//! CLI error handling specs
//!
//! Verify error messages for invalid commands and arguments.

use crate::prelude::*;

#[test]
fn unknown_subcommand_shows_error() {
    cli()
        .args(&["nonexistent"])
        .fails()
        .stderr_has("error:");
}

#[test]
fn host_show_missing_argument_shows_error() {
    cli().args(&["host", "show"]).fails().stderr_has("error:");
}

#[test]
fn host_show_unknown_alias_reports_not_found() {
    let env = Env::empty();
    env.afd().args(&["daemon", "start"]).passes();

    env.afd()
        .args(&["host", "show", "no-such-host"])
        .fails()
        .stderr_has("unknown host alias");
}

#[test]
fn dir_show_unknown_alias_reports_not_found() {
    let env = Env::empty();
    env.afd().args(&["daemon", "start"]).passes();

    env.afd()
        .args(&["dir", "show", "no-such-dir"])
        .fails()
        .stderr_has("unknown directory alias");
}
==============================
▸ Your instructions
Send back every entry precisely as given.

▸ Reply to the exercise
//! CLI error handling specs
//!
//! Verify error messages for invalid commands and arguments.

use crate::prelude::*;

#[test]
fn unknown_subcommand_shows_error() {
    cli()
        .args(&["nonexistent"])
        .fails()
        .stderr_has("error:");
}

#[test]
fn host_show_missing_argument_shows_error() {
    cli().args(&["host", "show"]).fails().stderr_has("error:");
}

#[test]
fn host_show_unknown_alias_reports_not_found() {
    let env = Env::empty();
    env.afd().args(&["daemon", "start"]).passes();

    env.afd()
        .args(&["host", "show", "no-such-host"])
        .fails()
        .stderr_has("unknown host alias");
}

#[test]
fn dir_show_unknown_alias_reports_not_found() {
    let env = Env::empty();
    env.afd().args(&["daemon", "start"]).passes();

    env.afd()
        .args(&["dir", "show", "no-such-dir"])
        .fails()
        .stderr_has("unknown directory alias");
}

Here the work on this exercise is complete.